[Activity]:
Say the number of lines in the records below that hold the word "when", and only that number.

Stored data:

use log::debug;

use crate::metadata::raw::{
    RawMetadata, TAG_LATITUDE, TAG_LATITUDE_REF, TAG_LONGITUDE, TAG_LONGITUDE_REF,
};

/// Checks whether a raw record carries usable GPS metadata.
///
/// Latitude and longitude are required as non-negative numbers (the
/// hemisphere sign is applied later from the reference tags), the
/// references must be N/S and E/W, and the source file must be known.
/// Records without GPS tags are an expected outcome, not an error.
pub fn validate(raw: &RawMetadata) -> bool {
    let ok = non_negative_number(raw, TAG_LATITUDE)
        && non_negative_number(raw, TAG_LONGITUDE)
        && matches!(raw.str_tag(TAG_LATITUDE_REF), Some("N" | "S"))
        && matches!(raw.str_tag(TAG_LONGITUDE_REF), Some("E" | "W"))
        && raw.source_file().is_some_and(|path| !path.is_empty());

    if !ok {
        debug!("no GPS metadata found: {raw:?}");
    }
    ok
}

fn non_negative_number(raw: &RawMetadata, tag: &str) -> bool {
    raw.num_tag(tag).is_some_and(|value| value >= 0.0)
}
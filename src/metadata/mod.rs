pub mod error;
pub mod exiftool;
pub mod extract;
pub mod raw;
pub mod transform;
pub mod validate;
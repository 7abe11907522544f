use anyhow::anyhow;
use log::debug;
use rusqlite::{Connection, OptionalExtension, Row, params, params_from_iter};

use crate::{
    config,
    domain::location::{LocationRecord, NewLocation},
    storage::{
        db,
        error::StorageError,
        schema::{columns, tables},
    },
};

use columns::*;
use tables::*;

/// Persistent, deduplicated set of picture locations.
///
/// The store owns the only connection to the backing database and is
/// the sole authority on id assignment; the schema enforces one row per
/// (album, filepath) pair.
pub struct LocationStore {
    pub(crate) db: Connection,
}

impl LocationStore {
    /// Opens (or creates) the backing database described by the config.
    pub fn new(db_config: &config::Database) -> Result<Self, StorageError> {
        Ok(Self::from_existing_conn(db::open(db_config)?))
    }

    pub fn from_existing_conn(db: Connection) -> Self {
        Self { db }
    }

    /// Batch insert. Rows whose (album, filepath) pair is already
    /// present are skipped silently; a duplicate is not an error and is
    /// never an overwrite. Returns the number of rows actually written.
    pub fn insert(&mut self, rows: &[NewLocation]) -> Result<usize, StorageError> {
        let tx = self.db.transaction()?;
        let mut inserted = 0;
        {
            let mut stmt = tx.prepare(&format!(
                "INSERT OR IGNORE INTO {LOCATION}
                 ({ALBUM}, {FILEPATH}, {LATITUDE}, {LONGITUDE}, {DATETIME})
                 VALUES (?1, ?2, ?3, ?4, ?5)"
            ))?;
            for row in rows {
                inserted += stmt.execute(params![
                    row.album,
                    row.filepath,
                    row.latitude,
                    row.longitude,
                    row.datetime,
                ])?;
            }
        }
        tx.commit()?;

        debug!("{inserted} rows inserted");
        Ok(inserted)
    }

    /// All stored records, or only those of the given albums when a
    /// non-empty filter is supplied. Row order is unspecified.
    pub fn select_all(&self, albums: Option<&[String]>) -> Result<Vec<LocationRecord>, StorageError> {
        let base = format!(
            "SELECT {ID}, {ALBUM}, {FILEPATH}, {LATITUDE}, {LONGITUDE}, {DATETIME} FROM {LOCATION}"
        );
        let records = match albums {
            Some(albums) if !albums.is_empty() => {
                let query = format!("{base} WHERE {ALBUM} IN ({})", placeholders(albums.len()));
                let mut stmt = self.db.prepare(&query)?;
                stmt.query_map(params_from_iter(albums), row_to_record)?
                    .collect::<Result<Vec<_>, _>>()?
            }
            _ => {
                let mut stmt = self.db.prepare(&base)?;
                stmt.query_map([], row_to_record)?
                    .collect::<Result<Vec<_>, _>>()?
            }
        };
        Ok(records)
    }

    /// Single record lookup by surrogate id.
    pub fn get_by_id(&self, id: i64) -> Result<Option<LocationRecord>, StorageError> {
        let record = self
            .db
            .query_row(
                &format!(
                    "SELECT {ID}, {ALBUM}, {FILEPATH}, {LATITUDE}, {LONGITUDE}, {DATETIME}
                     FROM {LOCATION} WHERE {ID} = ?1"
                ),
                params![id],
                row_to_record,
            )
            .optional()?;
        Ok(record)
    }

    /// Whether any record, in any album, references this exact filepath.
    pub fn exists(&self, filepath: &str) -> Result<bool, StorageError> {
        let found: i64 = self.db.query_row(
            &format!("SELECT EXISTS (SELECT 1 FROM {LOCATION} WHERE {FILEPATH} = ?1)"),
            params![filepath],
            |row| row.get(0),
        )?;
        Ok(found != 0)
    }

    /// Removes every record of the album. Returns the number of rows
    /// removed; 0 when the album is unknown or already empty.
    pub fn delete(&mut self, album: &str) -> Result<usize, StorageError> {
        let removed = self.db.execute(
            &format!("DELETE FROM {LOCATION} WHERE {ALBUM} = ?1"),
            params![album],
        )?;
        debug!("{removed} rows deleted");
        Ok(removed)
    }

    /// Distinct album values currently present, optionally restricted
    /// to the given subset. Albums with no rows never appear, whether
    /// requested or not.
    pub fn list_albums(&self, albums: Option<&[String]>) -> Result<Vec<String>, StorageError> {
        let base = format!("SELECT DISTINCT {ALBUM} FROM {LOCATION}");
        let names = match albums {
            Some(albums) if !albums.is_empty() => {
                let query = format!("{base} WHERE {ALBUM} IN ({})", placeholders(albums.len()));
                let mut stmt = self.db.prepare(&query)?;
                stmt.query_map(params_from_iter(albums), |row| row.get(0))?
                    .collect::<Result<Vec<_>, _>>()?
            }
            _ => {
                let mut stmt = self.db.prepare(&base)?;
                stmt.query_map([], |row| row.get(0))?
                    .collect::<Result<Vec<_>, _>>()?
            }
        };
        Ok(names)
    }

    /// Number of records in exactly that album, 0 when it has none.
    pub fn count(&self, album: &str) -> Result<usize, StorageError> {
        let count: i64 = self.db.query_row(
            &format!("SELECT COUNT(*) FROM {LOCATION} WHERE {ALBUM} = ?1"),
            params![album],
            |row| row.get(0),
        )?;
        usize::try_from(count)
            .map_err(|e| StorageError::Internal(anyhow!("unexpected negative count: {e}")))
    }
}

fn placeholders(n: usize) -> String {
    (1..=n)
        .map(|i| format!("?{i}"))
        .collect::<Vec<_>>()
        .join(", ")
}

fn row_to_record(row: &Row<'_>) -> rusqlite::Result<LocationRecord> {
    Ok(LocationRecord {
        id: row.get(0)?,
        album: row.get(1)?,
        filepath: row.get(2)?,
        latitude: row.get(3)?,
        longitude: row.get(4)?,
        datetime: row.get(5)?,
    })
}
// Copyright (c) Zefchain Labs, Inc.
// SPDX-License-Identifier: Apache-2.0

use counter_ethereum::common::WalletError;
use thiserror::Error;

#[derive(Debug, Error)]
pub enum SessionError {
    #[error("no wallet provider was found")]
    NoProvider,

    #[error("the session is not connected to the contract")]
    NotConnected,

    #[error(transparent)]
    Wallet(#[from] WalletError),
}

[The completed task]:
3